BACKGROUND: Recent data from human and animal studies have shown an upregulated expression of advanced glycosylation end product–specific receptor (RAGE) in human atherosclerotic plaques 1 and in retina, messangial, and aortic vessels, suggesting an important role of RAGE in the pathogenesis of atherothrombotic diseases. In the past few years, the relationship between RAGE polymorphisms (−429T/C, −374T/A, and G82S) and coronary heart disease (CHD) has been reported in various ethnic groups; however, these studies have yielded contradictory results. METHODS: PubMed, ISI web of science, EMBASE and the Chinese National Knowledge Infrastructure databases were systematically searched to identify relevant studies. Data were abstracted independently by two reviewers. A meta-analysis was performed to examine the association between RAGE polymorphisms and susceptibility to CHD. Odds ratios (ORs) and 95% confidence intervals (95% CIs) were calculated.

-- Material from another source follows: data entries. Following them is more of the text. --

pub fn trial(id: i64, researcher_id: i64) -> Trial {
    Trial {
        id,
        title: format!("Trial {id}"),
        condition: "Diabetes".to_string(),
        phase: Phase::II,
        location: "Boston".to_string(),
        description: Some("Closed loop".to_string()),
        researcher_id,
        created_at: None,
    }
}

pub fn external_trial(nct_id: Option<&str>) -> ExternalTrial {
    ExternalTrial {
        nct_id: nct_id.map(str::to_string),
        title: "Registry trial".to_string(),
        ..Default::default()
    }
}

pub fn publication(id: i64, researcher_id: i64) -> Publication {
    Publication {
        id,
        title: format!("Publication {id}"),
        summary: "Findings".to_string(),
        researcher_id,
        created_at: None,
    }
}

pub fn expert(id: i64, meeting_availability: bool) -> Expert {
    Expert {
        id,
        name: format!("Dr. {id}"),
        specialties: Some("Endocrinology".to_string()),
        research_interests: None,
        bio: None,
        location: Some("Oslo".to_string()),
        meeting_availability,
    }
}

pub fn post(id: i64, content: &str) -> ForumPost {
    ForumPost {
        id,
        content: content.to_string(),
        title: None,
        category: None,
        is_question: false,
        parent_id: None,
        author_id: 5,
        created_at: None,
    }
}
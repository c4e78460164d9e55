use dioxus::prelude::*;

use crate::icons::{FaCircleCheck, FaCircleExclamation, FaCircleInfo, FaXmark};
use crate::notify::{Level, Notice};
use crate::Icon;

/// The page's single notice, if any. Closing reports the notice id.
#[component]
pub fn Toast(notice: Option<Notice>, on_close: EventHandler<u64>) -> Element {
    let Some(notice) = notice else {
        return rsx! {};
    };
    let id = notice.id;

    let (class, icon) = match notice.level {
        Level::Success => ("toast toast--success", rsx! { Icon { icon: FaCircleCheck, width: 16, height: 16 } }),
        Level::Error => ("toast toast--error", rsx! { Icon { icon: FaCircleExclamation, width: 16, height: 16 } }),
        Level::Info => ("toast toast--info", rsx! { Icon { icon: FaCircleInfo, width: 16, height: 16 } }),
    };

    rsx! {
        div {
            class,
            role: "status",
            {icon}
            span { class: "toast-message", "{notice.message}" }
            button {
                class: "toast-close",
                title: "Dismiss",
                onclick: move |_| on_close.call(id),
                Icon { icon: FaXmark, width: 12, height: 12 }
            }
        }
    }
}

RESULTS: A total of 17 studies including 4343 patients and 5402 controls were involved in this meta-analysis. Overall, no significant results were observed for −429T/C (OR = 1.01, 95% CI: 0.92–1.12, P = 0.78), −374T/A (OR = 1.11, 95% CI: 0.98–1.26, P = 0.09) and G82S (OR = 1.12, 95% CI: 0.86–1.45, P = 0.41) polymorphism. In the stratified analyses according to ethnicity, sample size, CHD endpoint and Hardy-Weinberg status, no evidence of any gene-disease association was obtained. CONCLUSIONS: This meta-analysis demonstrates that there is no association between the RAGE −429T/C, −374T/A and G82S polymorphisms and CHD.